[Material for this exercise]
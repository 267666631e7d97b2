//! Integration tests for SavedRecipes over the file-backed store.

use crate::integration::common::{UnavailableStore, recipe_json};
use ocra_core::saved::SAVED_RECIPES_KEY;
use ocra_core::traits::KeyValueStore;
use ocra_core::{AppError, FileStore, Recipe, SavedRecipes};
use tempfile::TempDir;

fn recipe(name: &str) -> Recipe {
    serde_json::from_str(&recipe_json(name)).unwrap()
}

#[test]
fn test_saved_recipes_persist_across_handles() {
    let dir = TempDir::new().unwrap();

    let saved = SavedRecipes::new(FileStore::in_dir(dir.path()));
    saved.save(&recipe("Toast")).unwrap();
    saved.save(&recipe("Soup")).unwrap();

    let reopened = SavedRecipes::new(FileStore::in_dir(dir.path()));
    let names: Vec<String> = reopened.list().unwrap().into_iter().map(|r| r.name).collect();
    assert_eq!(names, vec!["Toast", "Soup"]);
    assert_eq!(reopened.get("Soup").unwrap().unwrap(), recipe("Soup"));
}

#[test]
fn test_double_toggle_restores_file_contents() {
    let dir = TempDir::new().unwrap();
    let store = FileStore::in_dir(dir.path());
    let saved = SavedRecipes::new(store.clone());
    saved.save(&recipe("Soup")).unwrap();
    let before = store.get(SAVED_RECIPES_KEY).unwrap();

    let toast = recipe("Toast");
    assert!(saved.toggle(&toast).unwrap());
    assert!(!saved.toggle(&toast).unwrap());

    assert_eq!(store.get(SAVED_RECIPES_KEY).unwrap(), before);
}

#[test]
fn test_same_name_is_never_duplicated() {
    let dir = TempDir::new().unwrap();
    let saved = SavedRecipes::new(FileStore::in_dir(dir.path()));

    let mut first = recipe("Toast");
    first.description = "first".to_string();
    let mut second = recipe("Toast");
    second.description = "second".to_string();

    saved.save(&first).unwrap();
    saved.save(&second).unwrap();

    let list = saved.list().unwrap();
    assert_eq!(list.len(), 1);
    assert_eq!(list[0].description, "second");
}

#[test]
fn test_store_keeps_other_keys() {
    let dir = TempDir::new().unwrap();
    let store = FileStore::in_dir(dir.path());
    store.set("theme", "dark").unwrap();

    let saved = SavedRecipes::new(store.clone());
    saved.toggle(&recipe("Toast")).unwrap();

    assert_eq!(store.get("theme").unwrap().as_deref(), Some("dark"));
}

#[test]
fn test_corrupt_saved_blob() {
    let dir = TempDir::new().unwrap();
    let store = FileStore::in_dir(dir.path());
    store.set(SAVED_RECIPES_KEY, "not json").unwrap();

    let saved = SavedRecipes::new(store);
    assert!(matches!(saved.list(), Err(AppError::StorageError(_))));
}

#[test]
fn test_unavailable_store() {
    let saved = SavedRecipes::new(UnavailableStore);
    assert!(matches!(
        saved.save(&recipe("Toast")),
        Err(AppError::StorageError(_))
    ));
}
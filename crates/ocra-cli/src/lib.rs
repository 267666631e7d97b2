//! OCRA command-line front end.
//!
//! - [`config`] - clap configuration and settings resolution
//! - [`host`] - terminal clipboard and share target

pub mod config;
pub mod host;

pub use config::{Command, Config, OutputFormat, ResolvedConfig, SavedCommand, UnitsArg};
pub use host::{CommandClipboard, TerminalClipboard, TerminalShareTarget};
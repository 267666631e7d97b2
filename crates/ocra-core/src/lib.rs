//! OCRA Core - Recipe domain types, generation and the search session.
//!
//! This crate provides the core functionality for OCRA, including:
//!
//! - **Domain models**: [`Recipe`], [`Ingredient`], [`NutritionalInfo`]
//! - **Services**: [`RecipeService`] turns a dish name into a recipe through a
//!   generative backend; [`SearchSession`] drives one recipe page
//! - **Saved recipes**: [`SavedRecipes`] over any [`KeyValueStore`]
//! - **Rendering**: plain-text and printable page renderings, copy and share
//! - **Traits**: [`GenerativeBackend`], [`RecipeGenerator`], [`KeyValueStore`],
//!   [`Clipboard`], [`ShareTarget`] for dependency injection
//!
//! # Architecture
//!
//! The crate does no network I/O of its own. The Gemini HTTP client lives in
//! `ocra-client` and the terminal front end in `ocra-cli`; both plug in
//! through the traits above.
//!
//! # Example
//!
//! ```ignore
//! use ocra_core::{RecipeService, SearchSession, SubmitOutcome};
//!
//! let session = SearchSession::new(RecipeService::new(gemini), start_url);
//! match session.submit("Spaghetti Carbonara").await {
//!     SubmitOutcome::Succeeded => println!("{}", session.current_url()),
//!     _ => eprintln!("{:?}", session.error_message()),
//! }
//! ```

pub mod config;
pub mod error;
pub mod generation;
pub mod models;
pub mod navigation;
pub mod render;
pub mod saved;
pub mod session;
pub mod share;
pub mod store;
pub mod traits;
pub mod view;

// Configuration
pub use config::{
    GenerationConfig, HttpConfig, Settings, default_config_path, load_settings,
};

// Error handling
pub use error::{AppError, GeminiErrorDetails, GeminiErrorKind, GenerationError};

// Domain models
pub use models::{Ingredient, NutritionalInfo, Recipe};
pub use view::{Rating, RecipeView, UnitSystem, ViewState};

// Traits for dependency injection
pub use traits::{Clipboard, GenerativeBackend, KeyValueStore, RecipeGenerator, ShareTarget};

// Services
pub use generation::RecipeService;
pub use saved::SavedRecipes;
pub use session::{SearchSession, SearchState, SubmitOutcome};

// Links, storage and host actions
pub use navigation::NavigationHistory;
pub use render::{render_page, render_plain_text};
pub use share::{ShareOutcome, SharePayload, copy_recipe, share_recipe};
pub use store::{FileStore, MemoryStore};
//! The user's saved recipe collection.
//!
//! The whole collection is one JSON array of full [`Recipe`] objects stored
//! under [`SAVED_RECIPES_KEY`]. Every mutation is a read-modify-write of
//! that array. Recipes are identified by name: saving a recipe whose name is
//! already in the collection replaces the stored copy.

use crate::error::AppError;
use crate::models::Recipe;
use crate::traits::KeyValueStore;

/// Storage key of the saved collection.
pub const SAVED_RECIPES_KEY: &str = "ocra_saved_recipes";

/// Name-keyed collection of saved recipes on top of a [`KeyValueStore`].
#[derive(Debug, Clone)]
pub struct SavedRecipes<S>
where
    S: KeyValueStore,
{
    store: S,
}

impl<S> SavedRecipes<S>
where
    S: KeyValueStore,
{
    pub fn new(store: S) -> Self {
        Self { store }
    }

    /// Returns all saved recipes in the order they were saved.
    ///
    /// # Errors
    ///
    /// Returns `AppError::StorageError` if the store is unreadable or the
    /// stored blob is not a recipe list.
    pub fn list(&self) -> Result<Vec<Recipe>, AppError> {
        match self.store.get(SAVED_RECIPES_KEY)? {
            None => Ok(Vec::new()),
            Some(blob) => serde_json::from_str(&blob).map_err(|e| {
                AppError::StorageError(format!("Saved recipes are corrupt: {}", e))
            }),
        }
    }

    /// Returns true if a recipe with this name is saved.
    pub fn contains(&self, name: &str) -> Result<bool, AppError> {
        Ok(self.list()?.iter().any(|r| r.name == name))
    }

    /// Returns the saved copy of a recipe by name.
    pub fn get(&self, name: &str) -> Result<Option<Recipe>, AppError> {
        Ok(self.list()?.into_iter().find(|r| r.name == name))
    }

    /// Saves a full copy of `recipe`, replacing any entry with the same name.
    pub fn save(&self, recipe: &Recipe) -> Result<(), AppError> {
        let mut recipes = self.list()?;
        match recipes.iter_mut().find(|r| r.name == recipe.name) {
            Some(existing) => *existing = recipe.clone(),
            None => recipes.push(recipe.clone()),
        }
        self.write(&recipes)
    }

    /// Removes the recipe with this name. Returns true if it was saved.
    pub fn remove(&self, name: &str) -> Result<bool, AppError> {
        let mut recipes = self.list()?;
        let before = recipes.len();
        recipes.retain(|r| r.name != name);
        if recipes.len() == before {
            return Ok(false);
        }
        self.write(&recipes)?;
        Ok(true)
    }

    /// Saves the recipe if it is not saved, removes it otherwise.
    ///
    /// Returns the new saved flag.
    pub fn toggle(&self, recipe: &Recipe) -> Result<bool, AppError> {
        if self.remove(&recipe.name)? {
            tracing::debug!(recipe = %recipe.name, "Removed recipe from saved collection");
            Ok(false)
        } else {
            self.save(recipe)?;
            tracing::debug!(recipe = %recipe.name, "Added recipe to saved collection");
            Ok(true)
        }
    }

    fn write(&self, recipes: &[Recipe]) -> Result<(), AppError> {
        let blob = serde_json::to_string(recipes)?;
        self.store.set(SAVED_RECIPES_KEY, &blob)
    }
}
[/Material for this exercise]
Task description: Print the records above verbatim from their first line to the line containing "use ocra_core::traits::KeyValueStore;", both included, and stop there.

Response to this task:
repository 267666631e7d97b2
//! Integration tests for SavedRecipes over the file-backed store.

use crate::integration::common::{UnavailableStore, recipe_json};
use ocra_core::saved::SAVED_RECIPES_KEY;
use ocra_core::traits::KeyValueStore;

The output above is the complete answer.